A near-by supernova explosion would be absolutely catastrophic, as would straying into the particle stream ejected by a black hole. No good way around that without interstellar flight, so you're pretty much right. Using statistical arguments combined with the known movement of the solar system through the Milky Way along with stellar evolution and the resulting likelihood and expected proximity to Earth of supernovae, there are some astronomers/geophysicists/paleontologists who posit a correlation between major extinction events in Earth's history. For suitably chosen values of the incidence of supernovae over a suitably chosen model of galactic evolution (and thus star formation), and suitably chosen "major" extinction events, this is an intriguing possibility. You can draw a phase clock of extinction events and see a clustering (a "most common" approximate periodicity).

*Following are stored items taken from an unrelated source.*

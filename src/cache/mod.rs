mod macros;
pub mod store;

pub use store::Cache;
pub use store::{CacheKey, CacheKind};
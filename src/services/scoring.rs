use std::cmp::Ordering;

use chrono::NaiveDate;

use crate::models::{Candidate, Mood, SortPreference};

const SCORE_FLOOR: f64 = 62.0;
const SCORE_SPAN: f64 = 37.0;
const GENRE_WEIGHT: f64 = 0.6;
const MOOD_WEIGHT: f64 = 0.4;

/// Overlap divisor cap for the mood score
const MOOD_OVERLAP_TARGET: usize = 3;

fn overlap(candidate_genres: &[u32], wanted: &[u32]) -> usize {
    candidate_genres
        .iter()
        .filter(|genre| wanted.contains(genre))
        .count()
}

/// Fraction of the selected genres the candidate carries, 1.0 with no selection
pub fn genre_score(candidate_genres: &[u32], selected: &[u32]) -> f64 {
    if selected.is_empty() {
        return 1.0;
    }
    (overlap(candidate_genres, selected) as f64 / selected.len() as f64).min(1.0)
}

/// Fit against the mood's preferred genres, 0.5 when there is nothing to compare
pub fn mood_score(candidate_genres: &[u32], preferred: &[u32]) -> f64 {
    if preferred.is_empty() {
        return 0.5;
    }
    let divisor = preferred.len().min(MOOD_OVERLAP_TARGET) as f64;
    (overlap(candidate_genres, preferred) as f64 / divisor).min(1.0)
}

/// Display score in [62, 99]
pub fn match_score(candidate_genres: &[u32], mood: Option<Mood>, selected: &[u32]) -> u8 {
    let preferred = mood.map(|m| m.preferred_genres()).unwrap_or(&[]);
    let raw = GENRE_WEIGHT * genre_score(candidate_genres, selected)
        + MOOD_WEIGHT * mood_score(candidate_genres, preferred);
    (SCORE_FLOOR + raw * SCORE_SPAN).round() as u8
}

fn release_or(candidate: &Candidate, fallback: NaiveDate) -> NaiveDate {
    candidate
        .release_date
        .as_deref()
        .and_then(|date| NaiveDate::parse_from_str(date, "%Y-%m-%d").ok())
        .unwrap_or(fallback)
}

fn desc(a: f64, b: f64) -> Ordering {
    b.partial_cmp(&a).unwrap_or(Ordering::Equal)
}

/// Reorders an enriched pool for display. Stable; `BestMatch` keeps upstream order.
pub fn sort_client_side(mut candidates: Vec<Candidate>, sort: SortPreference) -> Vec<Candidate> {
    // Missing dates sink to the end in both date orders
    let oldest = NaiveDate::from_ymd_opt(1900, 1, 1).unwrap_or(NaiveDate::MIN);
    let newest = NaiveDate::from_ymd_opt(2100, 1, 1).unwrap_or(NaiveDate::MAX);

    match sort {
        SortPreference::BestMatch => {}
        SortPreference::RatingDesc => {
            candidates.sort_by(|a, b| desc(a.vote_average, b.vote_average))
        }
        SortPreference::PopularityDesc => {
            candidates.sort_by(|a, b| desc(a.popularity, b.popularity))
        }
        SortPreference::NewestDesc => {
            candidates.sort_by(|a, b| release_or(b, oldest).cmp(&release_or(a, oldest)))
        }
        SortPreference::OldestAsc => {
            candidates.sort_by(|a, b| release_or(a, newest).cmp(&release_or(b, newest)))
        }
    }

    candidates
}

#[cfg(test)]
mod tests {
    use super::*;

    fn candidate(id: u64, rating: f64, popularity: f64, release: Option<&str>) -> Candidate {
        Candidate {
            id,
            title: format!("Movie {}", id),
            poster_path: None,
            overview: None,
            vote_average: rating,
            popularity,
            runtime: None,
            release_date: release.map(str::to_string),
            genre_ids: Vec::new(),
            imdb_id: None,
        }
    }

    fn ids(candidates: &[Candidate]) -> Vec<u64> {
        candidates.iter().map(|c| c.id).collect()
    }

    #[test]
    fn test_thoughtful_documentary_example() {
        // genre 1/2, mood 1/3 → round(62 + 0.4333 * 37)
        assert_eq!(match_score(&[18], Some(Mood::Thoughtful), &[18, 99]), 78);
    }

    #[test]
    fn test_score_bounds() {
        assert_eq!(match_score(&[], Some(Mood::Sad), &[28, 12]), 62);
        assert_eq!(match_score(&[28, 12, 878], Some(Mood::Excited), &[28]), 99);
        for mood in Mood::ALL {
            for genres in [&[][..], &[18][..], &[28, 35, 18, 99, 878][..]] {
                let score = match_score(genres, Some(*mood), &[35, 18]);
                assert!((62..=99).contains(&score));
            }
        }
    }

    #[test]
    fn test_no_mood_scores_half() {
        assert_eq!(mood_score(&[18, 35], &[]), 0.5);
        // genre 1.0, mood 0.5 → round(62 + 0.8 * 37)
        assert_eq!(match_score(&[18], None, &[]), 92);
    }

    #[test]
    fn test_more_overlap_never_scores_lower() {
        let selected = [35, 10749, 16];
        let mut previous = 0;
        for genres in [&[][..], &[35][..], &[35, 10749][..], &[35, 10749, 16][..]] {
            let score = match_score(genres, Some(Mood::Happy), &selected);
            assert!(score >= previous);
            previous = score;
        }
    }

    #[test]
    fn test_genre_score_caps_at_one() {
        assert_eq!(genre_score(&[18, 18, 18], &[18]), 1.0);
        assert_eq!(genre_score(&[1, 2], &[]), 1.0);
    }

    #[test]
    fn test_best_match_keeps_upstream_order() {
        let pool = vec![
            candidate(3, 5.0, 1.0, None),
            candidate(1, 9.0, 3.0, None),
            candidate(2, 7.0, 2.0, None),
        ];
        assert_eq!(ids(&sort_client_side(pool, SortPreference::BestMatch)), vec![3, 1, 2]);
    }

    #[test]
    fn test_rating_and_popularity_sorts() {
        let pool = vec![
            candidate(1, 6.0, 50.0, None),
            candidate(2, 8.5, 10.0, None),
            candidate(3, 7.0, 90.0, None),
        ];
        assert_eq!(
            ids(&sort_client_side(pool.clone(), SortPreference::RatingDesc)),
            vec![2, 3, 1]
        );
        assert_eq!(
            ids(&sort_client_side(pool, SortPreference::PopularityDesc)),
            vec![3, 1, 2]
        );
    }

    #[test]
    fn test_missing_release_dates_sort_last() {
        let pool = vec![
            candidate(1, 0.0, 0.0, None),
            candidate(2, 0.0, 0.0, Some("1999-10-15")),
            candidate(3, 0.0, 0.0, Some("2021-03-01")),
            candidate(4, 0.0, 0.0, Some("not a date")),
        ];
        assert_eq!(
            ids(&sort_client_side(pool.clone(), SortPreference::NewestDesc)),
            vec![3, 2, 1, 4]
        );
        assert_eq!(
            ids(&sort_client_side(pool, SortPreference::OldestAsc)),
            vec![2, 3, 1, 4]
        );
    }
}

or are in galaxies which suffer collisions,

This actually isn't a problem, although it sounds bad at first blush. Galaxies do of course collide, but the individual stars are so vanishingly small in comparison to their distribution (i.e. they are sparsely distributed) that they essentially never collide. Another way of saying this is that what physicists call the "mean free path" of the particles (stars in this case) is much longer than the scale of the collision. Think of what would happen if you and a friend simultaneously threw a pinch of sand at each other from a distance of many times as far as the moon. In the analogy the grains of sand will be dispersed throughout many cubic miles/kilometers of space by the time the pinches "collide", so you will not be surprised that none of the grains themselves collide. With stars and galaxies, the only interaction among the stars is the gravity of each on every other star. The collisionless nature of galaxy interaction is why we use particle-particle simulations to model galactic collisions: it's the N-body problem and it requires cleverness to avoid the n^2 complexity inherent to the problem.

Look here for some pictures and a little more exposition:
http://www.galaxydynamics.org/spiral_metamorphosis.html [galaxydynamics.org]

And for cosmological-scale stuff:
http://web.phys.cmu.edu/~tiziana/BHCosmo/ [cmu.edu]

or whose home planets are hit by comets.

Technology to survive this threat is much less than you think. It's been available to humans since around 1960-1970. Orbital mechanics was well-established 50-100 years earlier. You just need chemical rocketry and Newtonian mechanics to avert such an ecological disaster; you don't need to abandon the planet or star system. If you can do the latter, you can certainly do the former.

It seems like catastrophes on an astronomical scale are fairly common;

"Common" is relative: it "seems" to me that the occurrence of an extinction-level event on inhabited worlds is relatively rare compared to the time it might take an intelligent species to progress from speciation to advanced space flight; say, 10^5 to 10^6 years. Even if there are few such intelligent species, they will seldom, if ever (statistically speaking), be wiped out by such an event because such an event is incredibly improbable during the tiny window between their initial existence and their developing the means to avert such a disaster.

Of course, statistical models are not physical reality; it might certainly happen occasionally even if you statistically predict "never". Some star might get lucky and bull's-eye another star in a galactic collision.